# Work instruction:
Wherever a line of the records contains "ChangeMetrics", copy that line.

[Stored entries]

::::

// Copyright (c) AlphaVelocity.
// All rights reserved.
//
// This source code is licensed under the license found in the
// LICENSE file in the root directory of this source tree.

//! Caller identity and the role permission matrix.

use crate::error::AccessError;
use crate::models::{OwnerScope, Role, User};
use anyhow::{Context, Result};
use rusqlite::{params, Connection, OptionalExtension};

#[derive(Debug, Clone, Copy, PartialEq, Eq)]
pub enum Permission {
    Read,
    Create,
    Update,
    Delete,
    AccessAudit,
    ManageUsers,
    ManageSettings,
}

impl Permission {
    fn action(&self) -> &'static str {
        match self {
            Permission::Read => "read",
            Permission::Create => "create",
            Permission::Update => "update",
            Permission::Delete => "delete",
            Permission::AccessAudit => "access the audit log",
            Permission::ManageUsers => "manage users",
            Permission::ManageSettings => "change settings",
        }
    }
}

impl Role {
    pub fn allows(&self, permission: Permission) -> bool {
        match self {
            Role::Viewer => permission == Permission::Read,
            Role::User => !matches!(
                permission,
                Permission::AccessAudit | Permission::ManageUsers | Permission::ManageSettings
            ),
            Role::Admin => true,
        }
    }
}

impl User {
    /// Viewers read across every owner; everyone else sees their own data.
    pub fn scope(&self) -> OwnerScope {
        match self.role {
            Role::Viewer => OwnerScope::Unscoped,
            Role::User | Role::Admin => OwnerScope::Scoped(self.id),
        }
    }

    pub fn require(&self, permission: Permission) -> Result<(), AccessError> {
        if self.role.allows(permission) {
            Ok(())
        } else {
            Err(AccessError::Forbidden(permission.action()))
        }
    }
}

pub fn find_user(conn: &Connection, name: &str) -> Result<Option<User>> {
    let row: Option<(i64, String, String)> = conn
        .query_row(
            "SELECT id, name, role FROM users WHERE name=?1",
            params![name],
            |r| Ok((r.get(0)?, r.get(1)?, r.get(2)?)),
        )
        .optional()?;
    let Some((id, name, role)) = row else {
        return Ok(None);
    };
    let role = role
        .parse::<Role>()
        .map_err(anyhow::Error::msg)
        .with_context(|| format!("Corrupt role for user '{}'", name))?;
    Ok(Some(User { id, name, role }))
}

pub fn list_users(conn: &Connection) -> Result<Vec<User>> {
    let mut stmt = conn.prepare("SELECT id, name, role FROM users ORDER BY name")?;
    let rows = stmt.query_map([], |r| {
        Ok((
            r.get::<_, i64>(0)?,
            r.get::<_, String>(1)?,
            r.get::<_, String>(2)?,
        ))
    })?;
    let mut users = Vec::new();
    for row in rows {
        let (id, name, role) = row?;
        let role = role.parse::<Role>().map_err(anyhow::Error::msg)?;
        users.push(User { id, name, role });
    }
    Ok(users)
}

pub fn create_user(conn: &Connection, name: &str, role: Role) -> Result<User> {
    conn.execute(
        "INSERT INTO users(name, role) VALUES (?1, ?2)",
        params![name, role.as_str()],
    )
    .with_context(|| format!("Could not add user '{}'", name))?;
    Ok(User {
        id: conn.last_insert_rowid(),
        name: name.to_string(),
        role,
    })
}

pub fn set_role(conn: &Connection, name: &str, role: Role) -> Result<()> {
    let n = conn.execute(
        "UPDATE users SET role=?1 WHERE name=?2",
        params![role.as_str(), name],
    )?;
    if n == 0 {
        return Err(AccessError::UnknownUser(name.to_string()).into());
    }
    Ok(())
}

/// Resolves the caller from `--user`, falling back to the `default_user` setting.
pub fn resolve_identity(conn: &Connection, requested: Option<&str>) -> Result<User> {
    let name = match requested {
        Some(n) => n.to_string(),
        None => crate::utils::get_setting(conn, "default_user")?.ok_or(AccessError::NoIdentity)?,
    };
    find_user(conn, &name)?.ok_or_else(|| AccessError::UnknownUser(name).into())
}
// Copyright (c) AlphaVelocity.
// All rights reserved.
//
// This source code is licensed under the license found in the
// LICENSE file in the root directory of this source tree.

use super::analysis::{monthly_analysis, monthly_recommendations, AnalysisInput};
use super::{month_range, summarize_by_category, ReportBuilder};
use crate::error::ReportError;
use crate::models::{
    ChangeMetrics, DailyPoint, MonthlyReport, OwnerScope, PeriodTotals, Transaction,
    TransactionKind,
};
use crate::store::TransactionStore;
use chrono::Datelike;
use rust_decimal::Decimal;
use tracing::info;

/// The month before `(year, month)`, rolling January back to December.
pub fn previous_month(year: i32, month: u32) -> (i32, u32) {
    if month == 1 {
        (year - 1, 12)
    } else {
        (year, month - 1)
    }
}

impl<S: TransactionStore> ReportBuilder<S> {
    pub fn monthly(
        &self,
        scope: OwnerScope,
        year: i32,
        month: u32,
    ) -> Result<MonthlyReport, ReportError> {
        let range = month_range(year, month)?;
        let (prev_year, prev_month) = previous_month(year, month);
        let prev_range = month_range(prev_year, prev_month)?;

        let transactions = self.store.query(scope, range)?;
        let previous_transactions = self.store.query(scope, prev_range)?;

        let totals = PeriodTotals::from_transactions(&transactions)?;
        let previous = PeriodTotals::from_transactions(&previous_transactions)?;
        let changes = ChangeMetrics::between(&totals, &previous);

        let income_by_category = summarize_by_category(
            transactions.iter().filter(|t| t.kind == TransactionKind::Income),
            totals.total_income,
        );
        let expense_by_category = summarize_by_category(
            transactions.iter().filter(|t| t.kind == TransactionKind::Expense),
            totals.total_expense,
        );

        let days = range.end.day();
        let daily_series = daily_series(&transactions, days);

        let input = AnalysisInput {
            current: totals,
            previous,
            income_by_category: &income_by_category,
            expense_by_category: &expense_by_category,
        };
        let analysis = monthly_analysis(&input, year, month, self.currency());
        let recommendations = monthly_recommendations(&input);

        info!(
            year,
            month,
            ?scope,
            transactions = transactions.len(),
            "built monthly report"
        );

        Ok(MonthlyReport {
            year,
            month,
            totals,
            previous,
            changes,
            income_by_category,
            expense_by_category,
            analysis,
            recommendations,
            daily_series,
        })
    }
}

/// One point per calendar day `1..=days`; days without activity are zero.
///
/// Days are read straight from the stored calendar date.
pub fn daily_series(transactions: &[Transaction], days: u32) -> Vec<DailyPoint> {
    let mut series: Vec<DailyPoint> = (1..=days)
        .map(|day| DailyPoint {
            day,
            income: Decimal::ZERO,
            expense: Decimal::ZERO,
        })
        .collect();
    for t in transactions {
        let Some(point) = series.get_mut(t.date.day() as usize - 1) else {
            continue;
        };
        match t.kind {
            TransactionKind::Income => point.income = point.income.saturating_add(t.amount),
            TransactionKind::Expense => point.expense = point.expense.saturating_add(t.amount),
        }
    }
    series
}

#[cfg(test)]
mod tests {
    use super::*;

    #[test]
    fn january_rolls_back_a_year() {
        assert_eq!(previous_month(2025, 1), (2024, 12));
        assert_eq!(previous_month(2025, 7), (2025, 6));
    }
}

::::

# Final answer:
    ChangeMetrics, DailyPoint, MonthlyReport, OwnerScope, PeriodTotals, Transaction,
        let changes = ChangeMetrics::between(&totals, &previous);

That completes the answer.